Dans le monde entier, et en particulier dans l’hémisphère Sud, des personnes s’efforcent de comprendre pourquoi, en 2015, le Conseil est toujours dominé par les cinq puissances qui ont remporté la Seconde Guerre mondiale. Elles sont de plus en plus enclines à remettre en cause son autorité et la légitimité de ses décisions.

Nous ignorons cette menace à nos risques et périls. Les temps ont changé depuis 1945 et le Conseil doit s’adapter.

Tout le monde ou presque réclame un élargissement du Conseil de sécurité pour inclure de nouveaux membres permanents. Cependant depuis des décennies, les États sont incapables de se mettre d’accord sur le choix de ces nouveaux membres ou de décider si, à l’instar des membres existants, les nouveaux membres doivent avoir le droit d’opposer leur veto aux accords conclus par les autres membres.

Notre première idée vise à sortir de cette impasse. Au lieu de nouveaux membres permanents, adoptons une nouvelle catégorie de membres ayant un mandat bien plus long que celui des membres non permanents et qui seraient éligibles à une réélection immédiate. Autrement dit, ils seraient «permanents», à condition de conserver la confiance des autres États membres. Ne serait-ce pas plus démocratique?

En second lieu, nous appelons les cinq membres permanents actuels à prendre un engagement solennel: ils ne doivent plus laisser leurs désaccords déboucher sur une absence d’action du Conseil, qui plus est lorsque les populations sont menacées de crimes atroces, comme c’est le cas actuellement en Syrie.

Les cinq membres permanents devraient s’engager à ne jamais utiliser leur veto simplement pour défendre leurs intérêts nationaux, mais uniquement lorsqu’ils craignent sincèrement que l’action proposée soit plus néfaste que bénéfique pour la paix dans le monde et les populations concernées. Dans ce cas, demandons-leur d’expliquer pleinement et clairement la solution alternative qu’ils proposent, comme moyen plus crédible et plus efficace de protéger les victimes. Et lorsque l’un ou plusieurs d’entre eux utilisent leur veto de cette manière, demandons aux autres de s’engager à ne pas abandonner la recherche d’un accord commun et à travailler encore plus dur pour aboutir à une solution efficace acceptable par tous.

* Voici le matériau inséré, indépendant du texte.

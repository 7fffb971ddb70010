use bevy::ecs::prelude::Component;

#[derive(Component, Default)]
pub struct Dead;
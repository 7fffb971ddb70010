use std::path::Path;

use anyhow::Context;
use clap::{Arg, Command};
use log::LevelFilter;
use simplelog::{ColorChoice, TermLogger, TerminalMode};

use armor_keeper::{
    game::{ArmorKeeperConfig, GameWorld},
    scenario::Scenario,
};

fn main() -> anyhow::Result<()> {
    let command = Command::new("armor-keeper")
        .about("Replays a death and respawn scenario with the armor keeper enabled")
        .arg(
            Arg::new("scenario")
                .long("scenario")
                .help("Scenario file to replay.")
                .takes_value(true)
                .required(true),
        )
        .arg(
            Arg::new("config")
                .long("config")
                .help("Armor keeper configuration file, defaults are used when not set.")
                .takes_value(true),
        )
        .arg(
            Arg::new("log-level")
                .long("log-level")
                .help("Set the log level.")
                .takes_value(true)
                .value_parser(["off", "error", "warn", "info", "debug", "trace"])
                .default_value("info"),
        );
    let matches = command.get_matches();

    let log_level = match matches.value_of("log-level") {
        Some("off") => LevelFilter::Off,
        Some("error") => LevelFilter::Error,
        Some("warn") => LevelFilter::Warn,
        Some("debug") => LevelFilter::Debug,
        Some("trace") => LevelFilter::Trace,
        _ => LevelFilter::Info,
    };
    TermLogger::init(
        log_level,
        simplelog::Config::default(),
        TerminalMode::Stderr,
        ColorChoice::Auto,
    )
    .context("Failed to initialise logger")?;

    let config = match matches.value_of("config") {
        Some(path) => ArmorKeeperConfig::try_load(Path::new(path))?,
        None => ArmorKeeperConfig::default(),
    };

    let scenario_path = matches
        .value_of("scenario")
        .context("Missing --scenario argument")?;
    let scenario = Scenario::try_load(Path::new(scenario_path))?;

    let mut game_world = GameWorld::new(config);
    let report = scenario.run(&mut game_world)?;

    println!("{}", serde_json::to_string_pretty(&report)?);
    Ok(())
}
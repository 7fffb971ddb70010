use anyhow::Context;
use armor_keeper_data::ItemStack;
use bevy::prelude::Entity;
use serde::{Deserialize, Serialize};
use std::{
    collections::{HashMap, HashSet},
    path::Path,
};
use thiserror::Error;

use crate::game::{
    components::{
        CharacterInfo, CharacterUniqueId, Equipment, Inventory, Permissions, RespawnLoadout,
    },
    CharacterBundle, GameWorld, GearRetention,
};

const DEFAULT_MAX_HP: i32 = 100;

#[derive(Debug, Error, PartialEq, Eq)]
pub enum ScenarioError {
    #[error("player {0} is defined more than once")]
    DuplicatePlayer(String),
    #[error("unique id {0} is shared by more than one player")]
    DuplicateUniqueId(CharacterUniqueId),
    #[error("unknown player {0}")]
    UnknownPlayer(String),
}

fn default_max_hp() -> i32 {
    DEFAULT_MAX_HP
}

#[derive(Clone, Debug, Deserialize)]
pub struct ScenarioPlayer {
    pub name: String,
    pub unique_id: CharacterUniqueId,
    #[serde(default)]
    pub permissions: Vec<String>,
    #[serde(default = "default_max_hp")]
    pub max_hp: i32,
    #[serde(default)]
    pub equipment: Vec<ItemStack>,
    #[serde(default)]
    pub inventory: Vec<ItemStack>,
    #[serde(default)]
    pub loadout: Vec<ItemStack>,
}

/// `Kill` and `Revive` take effect on the next tick.
#[derive(Clone, Debug, Deserialize)]
pub enum ScenarioStep {
    Kill(String),
    Revive(String),
    Tick(u32),
    Shutdown,
}

#[derive(Clone, Debug, Deserialize)]
pub struct Scenario {
    pub players: Vec<ScenarioPlayer>,
    #[serde(default)]
    pub steps: Vec<ScenarioStep>,
}

#[derive(Debug, Serialize)]
pub struct PlayerReport {
    pub name: String,
    pub dead: bool,
    pub equipment: Equipment,
    pub inventory: Vec<ItemStack>,
}

#[derive(Debug, Serialize)]
pub struct ScenarioReport {
    pub players: Vec<PlayerReport>,
    pub ground_items: Vec<ItemStack>,
    pub unclaimed_snapshots: usize,
}

impl ScenarioPlayer {
    fn create_character(&self) -> CharacterBundle {
        let mut character = CharacterBundle::new(
            CharacterInfo::new(self.name.clone(), self.unique_id),
            self.max_hp,
        );
        character.permissions = Permissions::new(self.permissions.iter().cloned());
        for item in self.equipment.iter().cloned() {
            character
                .equipment
                .equip_item_or_stow(item, &mut character.inventory);
        }
        character.inventory.add_items(self.inventory.iter().cloned());
        character.respawn_loadout = RespawnLoadout::new(self.loadout.clone());
        character
    }
}

impl Scenario {
    pub fn try_load(path: &Path) -> Result<Self, anyhow::Error> {
        let str = std::fs::read_to_string(path)
            .with_context(|| format!("Failed to read file {}", path.to_string_lossy()))?;
        let scenario: Scenario = serde_json::from_str(&str).with_context(|| {
            format!(
                "Failed to deserialise Scenario from file {}",
                path.to_string_lossy()
            )
        })?;
        Ok(scenario)
    }

    /// Checks every player name and unique id is unique and every step refers
    /// to a known player, so that a scenario either runs completely or not at all.
    pub fn validate(&self) -> Result<(), ScenarioError> {
        let mut names = HashSet::new();
        let mut unique_ids = HashSet::new();
        for player in &self.players {
            if !names.insert(player.name.as_str()) {
                return Err(ScenarioError::DuplicatePlayer(player.name.clone()));
            }
            if !unique_ids.insert(player.unique_id) {
                return Err(ScenarioError::DuplicateUniqueId(player.unique_id));
            }
        }

        for step in &self.steps {
            match step {
                ScenarioStep::Kill(name) | ScenarioStep::Revive(name) => {
                    if !names.contains(name.as_str()) {
                        return Err(ScenarioError::UnknownPlayer(name.clone()));
                    }
                }
                ScenarioStep::Tick(_) | ScenarioStep::Shutdown => {}
            }
        }

        Ok(())
    }

    pub fn run(&self, game_world: &mut GameWorld) -> Result<ScenarioReport, ScenarioError> {
        self.validate()?;

        let mut entities: HashMap<&str, Entity> = HashMap::new();
        for player in &self.players {
            let entity = game_world.spawn_character(player.create_character());
            entities.insert(player.name.as_str(), entity);
        }

        for step in &self.steps {
            match step {
                ScenarioStep::Kill(name) => game_world.kill(entities[name.as_str()]),
                ScenarioStep::Revive(name) => game_world.revive(entities[name.as_str()]),
                ScenarioStep::Tick(ticks) => game_world.run_ticks(*ticks),
                ScenarioStep::Shutdown => game_world.shutdown(),
            }
        }

        let players = self
            .players
            .iter()
            .map(|player| {
                let entity = entities[player.name.as_str()];
                let world = game_world.world();
                PlayerReport {
                    name: player.name.clone(),
                    dead: game_world.is_dead(entity),
                    equipment: world.get::<Equipment>(entity).cloned().unwrap_or_default(),
                    inventory: world
                        .get::<Inventory>(entity)
                        .map(|inventory| inventory.items.clone())
                        .unwrap_or_default(),
                }
            })
            .collect();

        Ok(ScenarioReport {
            players,
            ground_items: game_world.ground_items(),
            unclaimed_snapshots: game_world.world().resource::<GearRetention>().len(),
        })
    }
}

En troisième lieu, le Conseil devrait écouter plus attentivement ceux qui sont touchés par ses décisions. Lorsqu’un accord est possible, les membres permanents délibèrent trop souvent derrière des portes closes, sans écouter ceux qui sont directement affectés par leurs décisions. À partir de maintenant, faisons en sorte que les membres permanents et le Conseil entier donnent aux groupes représentant les populations dans les zones de conflit une réelle possibilité d’apporter des informations et d’influencer leurs décisions.

Enfin, le Conseil et, en particulier, ses membres permanents devraient s’assurer que l’ONU désigne le type de chef dont elle a besoin. Demandons-leur de respecter l’esprit ainsi que la lettre de la charte quant au choix du nouveau secrétaire général, et non plus de le nommer par le biais de négociations à huis clos.

Effectuons une recherche approfondie et transparente des candidats les mieux qualifiés, indépendamment de leur sexe ou de leur région. Laissons ensuite le Conseil recommander plusieurs candidats pour que l’Assemblée générale puisse faire son choix et nommons le candidat retenu pour un mandat unique, non renouvelable, de sept ans. Il ou elle (après huit hommes, il est certainement temps de voir une femme à ce poste) ne doit subir aucune pression l’obligeant à offrir des postes ou des concessions à tout État membre en échange de son soutien. Ce nouveau processus devrait être adopté sans délai, afin qu’il puisse être appliqué pour trouver la meilleure personne pour prendre le relais en janvier 2017.

Ces quatre propositions sont décrites plus en détail dans une déclaration (publiée par The Elders). Nous pensons qu’elles constituent un point de départ essentiel pour que l’ONU rétablisse son autorité. Et nous appelons les populations du monde entier à insister auprès de leurs gouvernements pour que ces propositions soient acceptées, à l’occasion du 70e anniversaire des Nations unies.